Installation
Install Structure-D via pip with optional extras, or build the Rust CLI from source.
Requirements
- Python 3.10 or higher
- pip 23+ (for editable installs with
pyproject.toml) - Rust 1.80+ (optional — only if building the CLI)
Python package
Install from PyPI (or directly from the repo) with only the extras you need:
bash
# Minimal — pipeline core only (no parsers, no LLM SDK)
pip install structure-d
# Recommended for most users
pip install "structure-d[ingestion,api,llm]"
# Everything
pip install "structure-d[all]" Extras reference
| Extra | Contents | When to use |
|---|---|---|
ingestion | pymupdf, pdfplumber, pytesseract, python-docx, openpyxl, beautifulsoup4 | Processing PDFs, images, Office files, HTML |
llm | openai ≥1.30, anthropic ≥0.28, google-generativeai ≥0.8 | Using cloud LLM providers |
inference | vllm ≥0.6, transformers, torch | Self-hosted vLLM inference |
retrieval | sentence-transformers, chromadb, langchain, llama-index | RAG pipelines and vector search |
storage | sqlalchemy, asyncpg, pgvector, asyncmy | Writing to databases |
connectors | boto3, google-cloud-storage, azure-storage-blob, paramiko | Reading from S3, GCS, Azure, SFTP |
destinations | snowflake-connector-python, google-cloud-bigquery | Writing to Snowflake, BigQuery |
api | fastapi, uvicorn, python-multipart | Running the HTTP service |
monitoring | prometheus-client, opentelemetry | Metrics and tracing |
dev | pytest, pytest-asyncio, ruff, mypy, pre-commit | Development and testing |
all | All of the above | Full feature set |
Rust CLI
The structure-d CLI is a native Rust binary for high-throughput batch extraction.

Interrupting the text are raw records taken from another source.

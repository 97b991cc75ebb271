//! Canonical signature keys for runtime input sets.
//!
//! Two input sets that can share generated code (same sizes, stride classes,
//! broadcast pattern, rank, dtype and device, in the same order) encode to the
//! same key. Scalar inputs contribute their value as well as their type.

use std::{
    borrow::Borrow,
    fmt::{self, Display, Write},
};

use crate::{
    device::DeviceType,
    input::{DimLayout, TensorDescriptor},
    Describe, Error, InputDescriptor, Result, ScalarValue,
};

/// Opaque, order-sensitive encoding of an input set.
#[derive(Clone, Debug, PartialEq, Eq, Hash, PartialOrd, Ord)]
pub struct CanonicalKey(String);

impl CanonicalKey {
    pub fn as_str(&self) -> &str {
        &self.0
    }

    pub fn len(&self) -> usize {
        self.0.len()
    }

    pub fn is_empty(&self) -> bool {
        self.0.is_empty()
    }
}

impl Display for CanonicalKey {
    fn fmt(&self, f: &mut fmt::Formatter<'_>) -> fmt::Result {
        f.write_str(&self.0)
    }
}

impl Borrow<str> for CanonicalKey {
    fn borrow(&self) -> &str {
        &self.0
    }
}

impl From<&str> for CanonicalKey {
    fn from(value: &str) -> Self {
        Self(value.to_string())
    }
}

impl From<String> for CanonicalKey {
    fn from(value: String) -> Self {
        Self(value)
    }
}

/// Encode `inputs` into a fresh key.
pub fn encode(inputs: &[InputDescriptor]) -> Result<CanonicalKey> {
    let mut buf = String::new();
    encode_into(&mut buf, inputs)?;
    Ok(CanonicalKey(buf))
}

/// Encode `inputs` into `buf`, which is cleared first.
///
/// On error `buf` holds a partial encoding and must not be used as a key.
pub fn encode_into<V: Describe>(buf: &mut String, inputs: &[V]) -> Result<()> {
    buf.clear();
    for (index, input) in inputs.iter().enumerate() {
        match input.describe() {
            InputDescriptor::Tensor(tensor) => encode_tensor(buf, index, &tensor)?,
            InputDescriptor::Scalar(value) => encode_scalar(buf, &value).map_err(Error::msg)?,
            InputDescriptor::Opaque { kind } => {
                return Err(Error::InvalidInputKind {
                    index,
                    reason: format!("unsupported input kind `{kind}`"),
                }
                .bt())
            }
        }
        buf.push(';');
    }
    Ok(())
}

fn encode_tensor(buf: &mut String, index: usize, tensor: &TensorDescriptor) -> Result<()> {
    if tensor.strides.len() != tensor.rank() {
        return Err(Error::InvalidInputKind {
            index,
            reason: format!(
                "rank {} tensor carries {} strides",
                tensor.rank(),
                tensor.strides.len()
            ),
        }
        .bt());
    }
    if tensor.numel().is_none() {
        return Err(Error::InvalidInputKind {
            index,
            reason: format!("element count of {:?} overflows usize", tensor.sizes),
        }
        .bt());
    }
    let Some(layout) = tensor.layout() else {
        return Err(Error::InvalidInputKind {
            index,
            reason: format!(
                "extent of sizes {:?} with strides {:?} overflows usize",
                tensor.sizes, tensor.strides
            ),
        }
        .bt());
    };
    encode_tensor_unchecked(buf, tensor, &layout).map_err(Error::msg)
}

fn encode_tensor_unchecked(
    buf: &mut String,
    tensor: &TensorDescriptor,
    layout: &[DimLayout],
) -> fmt::Result {
    write!(
        buf,
        "t{}@{}.{}r{}[",
        tensor.dtype.name(),
        tensor.device.kind().code(),
        tensor.device.ordinal(),
        tensor.rank()
    )?;
    for size in &tensor.sizes {
        write!(buf, "{size},")?;
    }
    buf.push_str("]<");
    for dim in layout {
        match dim {
            DimLayout::Broadcast => buf.push('b'),
            DimLayout::Expanded => buf.push('e'),
            DimLayout::Contiguous => buf.push('c'),
            DimLayout::Strided(stride) => write!(buf, "s{stride}")?,
        }
        buf.push(',');
    }
    buf.push('>');
    Ok(())
}

fn encode_scalar(buf: &mut String, value: &ScalarValue) -> fmt::Result {
    let dtype = value.scalar_type();
    match value {
        ScalarValue::Bool(v) => write!(buf, "s{dtype}={}", *v as u8),
        ScalarValue::Int(v) => write!(buf, "s{dtype}={v}"),
        ScalarValue::Float(v) => write!(buf, "s{dtype}={:x}", v.to_bits()),
        ScalarValue::Complex(re, im) => {
            write!(buf, "s{dtype}={:x}/{:x}", re.to_bits(), im.to_bits())
        }
    }
}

It ships the same pipeline logic without the Python overhead.
bash
# Build with Cargo (requires Rust 1.80+)
cargo install --path cli/
# Or use the Makefile shortcut
make install Verify the CLI is available:
bash
structure-d --version
# structure-d 0.2.0
structure-d formats # list supported file formats
structure-d models # list registered models From source
bash
git clone https://github.com/jagguvarma15/Structure-D.git
cd Structure-D
# Set up virtual env
python -m venv .venv
source .venv/bin/activate
# Install in editable mode with all extras
pip install -e ".[all]"
# Build Rust CLI
make install Verify the install
bash
python -c "import structure_d; print(structure_d.__version__)"
# 0.2.0
# Run the test suite
pytest tests/ -v -m "not slow and not integration" OCR dependencies
The tesseract_image and ocr_pdf parsers require Tesseract to be installed on your system: brew install tesseract on macOS or apt install tesseract-ocr on Linux.